Look through the entries for the string "format", and copy each line that holds it.

--- RECORDS SHOWN Enclosed Below ---

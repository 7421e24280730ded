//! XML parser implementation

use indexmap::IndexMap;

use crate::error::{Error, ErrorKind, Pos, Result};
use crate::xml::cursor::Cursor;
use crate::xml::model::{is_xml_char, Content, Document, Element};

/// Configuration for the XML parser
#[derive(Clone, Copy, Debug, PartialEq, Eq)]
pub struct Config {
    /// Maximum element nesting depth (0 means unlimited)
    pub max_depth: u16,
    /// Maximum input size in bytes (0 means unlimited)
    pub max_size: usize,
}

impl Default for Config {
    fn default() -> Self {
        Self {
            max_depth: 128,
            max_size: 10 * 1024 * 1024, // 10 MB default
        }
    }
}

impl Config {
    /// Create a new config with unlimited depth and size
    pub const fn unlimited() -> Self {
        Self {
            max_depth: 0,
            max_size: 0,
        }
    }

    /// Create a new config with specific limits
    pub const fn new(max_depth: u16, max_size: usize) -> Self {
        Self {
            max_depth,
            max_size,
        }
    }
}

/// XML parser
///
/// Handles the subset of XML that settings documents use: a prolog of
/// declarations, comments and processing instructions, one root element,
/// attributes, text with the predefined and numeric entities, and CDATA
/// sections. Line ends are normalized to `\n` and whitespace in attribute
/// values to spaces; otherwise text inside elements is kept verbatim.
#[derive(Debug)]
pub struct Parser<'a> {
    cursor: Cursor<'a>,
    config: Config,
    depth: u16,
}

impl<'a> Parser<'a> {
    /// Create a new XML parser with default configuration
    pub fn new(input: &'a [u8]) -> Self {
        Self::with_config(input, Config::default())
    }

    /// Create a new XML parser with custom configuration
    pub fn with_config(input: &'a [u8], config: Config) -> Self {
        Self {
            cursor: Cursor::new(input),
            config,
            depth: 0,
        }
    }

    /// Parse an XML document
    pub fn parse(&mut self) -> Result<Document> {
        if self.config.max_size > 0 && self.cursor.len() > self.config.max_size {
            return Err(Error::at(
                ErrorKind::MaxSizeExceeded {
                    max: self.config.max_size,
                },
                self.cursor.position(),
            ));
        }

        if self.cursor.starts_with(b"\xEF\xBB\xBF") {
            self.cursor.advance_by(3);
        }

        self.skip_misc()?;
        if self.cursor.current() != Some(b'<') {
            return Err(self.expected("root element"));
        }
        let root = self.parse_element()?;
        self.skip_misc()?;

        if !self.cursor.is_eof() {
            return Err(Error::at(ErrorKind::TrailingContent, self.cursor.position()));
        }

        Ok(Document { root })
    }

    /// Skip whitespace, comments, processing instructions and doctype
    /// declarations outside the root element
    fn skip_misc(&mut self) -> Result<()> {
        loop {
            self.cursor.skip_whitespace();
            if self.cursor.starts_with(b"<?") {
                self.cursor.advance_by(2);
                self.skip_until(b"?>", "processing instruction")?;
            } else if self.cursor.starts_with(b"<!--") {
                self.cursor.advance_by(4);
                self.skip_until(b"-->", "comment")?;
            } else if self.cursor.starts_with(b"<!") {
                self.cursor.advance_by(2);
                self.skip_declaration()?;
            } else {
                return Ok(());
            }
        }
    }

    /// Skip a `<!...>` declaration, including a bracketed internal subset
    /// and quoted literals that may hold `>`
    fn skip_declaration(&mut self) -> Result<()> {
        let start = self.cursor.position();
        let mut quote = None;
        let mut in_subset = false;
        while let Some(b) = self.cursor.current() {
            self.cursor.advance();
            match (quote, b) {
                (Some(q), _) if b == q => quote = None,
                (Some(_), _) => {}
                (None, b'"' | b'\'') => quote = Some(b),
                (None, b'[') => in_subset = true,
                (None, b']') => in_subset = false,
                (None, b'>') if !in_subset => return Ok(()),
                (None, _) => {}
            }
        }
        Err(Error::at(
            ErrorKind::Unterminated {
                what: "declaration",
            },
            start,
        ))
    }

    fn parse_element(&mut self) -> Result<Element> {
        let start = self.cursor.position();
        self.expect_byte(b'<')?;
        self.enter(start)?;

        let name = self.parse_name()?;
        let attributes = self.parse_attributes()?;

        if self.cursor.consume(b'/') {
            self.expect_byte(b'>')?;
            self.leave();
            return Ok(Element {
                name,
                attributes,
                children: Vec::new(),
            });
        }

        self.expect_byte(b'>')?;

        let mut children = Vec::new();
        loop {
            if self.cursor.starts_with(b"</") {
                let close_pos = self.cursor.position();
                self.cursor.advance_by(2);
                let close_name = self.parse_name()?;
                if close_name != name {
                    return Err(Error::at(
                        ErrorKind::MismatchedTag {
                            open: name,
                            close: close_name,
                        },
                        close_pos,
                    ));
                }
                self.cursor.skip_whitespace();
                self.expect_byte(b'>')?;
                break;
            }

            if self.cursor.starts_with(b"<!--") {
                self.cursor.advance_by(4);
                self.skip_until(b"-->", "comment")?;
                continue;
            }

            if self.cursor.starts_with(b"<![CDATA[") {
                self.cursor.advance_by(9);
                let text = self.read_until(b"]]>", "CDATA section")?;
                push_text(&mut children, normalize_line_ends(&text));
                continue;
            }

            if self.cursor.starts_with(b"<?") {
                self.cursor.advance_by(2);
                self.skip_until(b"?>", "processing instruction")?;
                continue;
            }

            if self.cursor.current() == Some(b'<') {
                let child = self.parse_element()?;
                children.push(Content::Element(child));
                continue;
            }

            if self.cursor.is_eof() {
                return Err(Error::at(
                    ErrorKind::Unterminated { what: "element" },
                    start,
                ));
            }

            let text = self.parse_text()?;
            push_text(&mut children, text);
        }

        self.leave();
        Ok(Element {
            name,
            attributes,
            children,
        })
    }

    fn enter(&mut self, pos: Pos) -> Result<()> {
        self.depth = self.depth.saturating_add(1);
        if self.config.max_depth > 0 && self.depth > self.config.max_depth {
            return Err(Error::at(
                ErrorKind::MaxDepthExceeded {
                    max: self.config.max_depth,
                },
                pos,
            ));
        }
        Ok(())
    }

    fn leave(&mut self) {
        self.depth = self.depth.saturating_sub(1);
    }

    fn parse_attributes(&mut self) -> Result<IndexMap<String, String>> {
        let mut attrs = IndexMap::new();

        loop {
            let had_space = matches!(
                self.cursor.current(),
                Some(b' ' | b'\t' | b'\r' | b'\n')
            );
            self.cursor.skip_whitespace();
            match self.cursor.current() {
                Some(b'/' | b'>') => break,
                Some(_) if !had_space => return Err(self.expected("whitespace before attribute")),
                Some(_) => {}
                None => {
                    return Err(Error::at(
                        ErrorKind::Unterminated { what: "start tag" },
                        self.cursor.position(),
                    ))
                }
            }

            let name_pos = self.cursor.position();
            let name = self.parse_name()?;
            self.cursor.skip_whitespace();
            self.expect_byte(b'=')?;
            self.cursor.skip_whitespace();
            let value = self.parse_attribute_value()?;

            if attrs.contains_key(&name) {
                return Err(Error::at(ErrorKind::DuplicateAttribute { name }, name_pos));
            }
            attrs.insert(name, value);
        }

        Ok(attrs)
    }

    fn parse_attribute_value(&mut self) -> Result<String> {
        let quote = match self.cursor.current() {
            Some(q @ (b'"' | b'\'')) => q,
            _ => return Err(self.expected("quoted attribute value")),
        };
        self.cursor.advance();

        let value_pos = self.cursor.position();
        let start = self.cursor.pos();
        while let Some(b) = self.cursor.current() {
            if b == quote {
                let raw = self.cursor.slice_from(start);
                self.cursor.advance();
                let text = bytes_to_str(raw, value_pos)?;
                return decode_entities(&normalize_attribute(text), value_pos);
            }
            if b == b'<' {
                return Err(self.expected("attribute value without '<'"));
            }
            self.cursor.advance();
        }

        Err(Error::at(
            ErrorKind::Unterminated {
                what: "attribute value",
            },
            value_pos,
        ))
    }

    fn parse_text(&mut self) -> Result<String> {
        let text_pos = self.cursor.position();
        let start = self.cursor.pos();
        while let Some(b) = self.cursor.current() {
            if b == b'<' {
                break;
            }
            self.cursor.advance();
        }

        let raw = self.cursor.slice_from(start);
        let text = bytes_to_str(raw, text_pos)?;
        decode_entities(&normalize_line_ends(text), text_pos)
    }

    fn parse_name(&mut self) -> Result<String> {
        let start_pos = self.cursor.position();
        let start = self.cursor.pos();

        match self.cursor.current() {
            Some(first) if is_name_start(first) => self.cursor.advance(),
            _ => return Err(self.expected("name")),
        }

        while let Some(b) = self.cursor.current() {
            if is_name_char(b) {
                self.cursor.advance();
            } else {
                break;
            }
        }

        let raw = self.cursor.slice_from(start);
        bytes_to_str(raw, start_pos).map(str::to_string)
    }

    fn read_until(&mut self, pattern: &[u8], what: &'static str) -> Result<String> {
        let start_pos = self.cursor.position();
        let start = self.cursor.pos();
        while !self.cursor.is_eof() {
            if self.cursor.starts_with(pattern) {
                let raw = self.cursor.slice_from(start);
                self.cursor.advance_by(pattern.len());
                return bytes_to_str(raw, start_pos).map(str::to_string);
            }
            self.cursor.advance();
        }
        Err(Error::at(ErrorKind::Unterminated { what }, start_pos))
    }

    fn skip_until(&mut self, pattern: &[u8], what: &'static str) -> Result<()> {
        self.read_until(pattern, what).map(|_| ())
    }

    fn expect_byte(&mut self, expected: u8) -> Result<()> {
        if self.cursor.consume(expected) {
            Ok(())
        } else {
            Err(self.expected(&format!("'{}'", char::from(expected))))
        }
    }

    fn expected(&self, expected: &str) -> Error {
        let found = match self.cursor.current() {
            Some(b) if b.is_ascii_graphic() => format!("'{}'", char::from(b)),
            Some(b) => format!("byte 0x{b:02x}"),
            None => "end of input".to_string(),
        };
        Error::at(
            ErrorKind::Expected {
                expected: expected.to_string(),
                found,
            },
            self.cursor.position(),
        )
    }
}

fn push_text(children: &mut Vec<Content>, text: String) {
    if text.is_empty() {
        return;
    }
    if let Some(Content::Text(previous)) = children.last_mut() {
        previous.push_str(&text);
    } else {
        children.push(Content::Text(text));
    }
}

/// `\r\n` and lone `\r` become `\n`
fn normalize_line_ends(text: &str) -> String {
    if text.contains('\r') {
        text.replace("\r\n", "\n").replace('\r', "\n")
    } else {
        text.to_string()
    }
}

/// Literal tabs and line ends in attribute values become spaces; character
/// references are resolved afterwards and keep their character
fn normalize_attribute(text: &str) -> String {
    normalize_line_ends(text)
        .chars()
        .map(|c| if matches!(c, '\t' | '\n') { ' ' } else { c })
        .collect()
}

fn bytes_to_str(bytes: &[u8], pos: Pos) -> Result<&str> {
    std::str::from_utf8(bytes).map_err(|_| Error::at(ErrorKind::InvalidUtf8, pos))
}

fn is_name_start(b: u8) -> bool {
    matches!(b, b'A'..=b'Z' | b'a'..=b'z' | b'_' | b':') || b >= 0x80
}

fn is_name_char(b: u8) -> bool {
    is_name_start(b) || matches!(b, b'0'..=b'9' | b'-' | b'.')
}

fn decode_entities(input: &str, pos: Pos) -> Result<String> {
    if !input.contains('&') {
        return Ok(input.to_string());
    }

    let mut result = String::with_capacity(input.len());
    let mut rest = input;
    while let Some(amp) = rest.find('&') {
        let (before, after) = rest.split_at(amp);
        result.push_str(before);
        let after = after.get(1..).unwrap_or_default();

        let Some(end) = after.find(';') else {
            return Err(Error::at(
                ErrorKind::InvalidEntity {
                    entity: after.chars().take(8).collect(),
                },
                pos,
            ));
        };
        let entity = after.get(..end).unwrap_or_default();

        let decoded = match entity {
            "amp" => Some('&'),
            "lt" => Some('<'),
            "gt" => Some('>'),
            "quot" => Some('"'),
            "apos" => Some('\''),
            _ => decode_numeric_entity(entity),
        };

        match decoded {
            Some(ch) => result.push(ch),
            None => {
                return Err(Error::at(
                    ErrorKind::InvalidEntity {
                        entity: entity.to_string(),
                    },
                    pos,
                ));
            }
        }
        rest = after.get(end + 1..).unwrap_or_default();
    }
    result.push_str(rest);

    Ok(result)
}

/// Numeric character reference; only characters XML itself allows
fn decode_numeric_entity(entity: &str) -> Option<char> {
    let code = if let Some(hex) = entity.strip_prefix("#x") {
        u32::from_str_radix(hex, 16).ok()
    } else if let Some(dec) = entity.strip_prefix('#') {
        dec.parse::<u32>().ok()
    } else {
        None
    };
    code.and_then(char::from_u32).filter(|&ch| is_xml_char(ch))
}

--- End of Enclosed RECORDS SHOWN ---

▶ _ANSWER_:
            Err(self.expected(&format!("'{}'", char::from(expected))))
            Some(b) if b.is_ascii_graphic() => format!("'{}'", char::from(b)),
            Some(b) => format!("byte 0x{b:02x}"),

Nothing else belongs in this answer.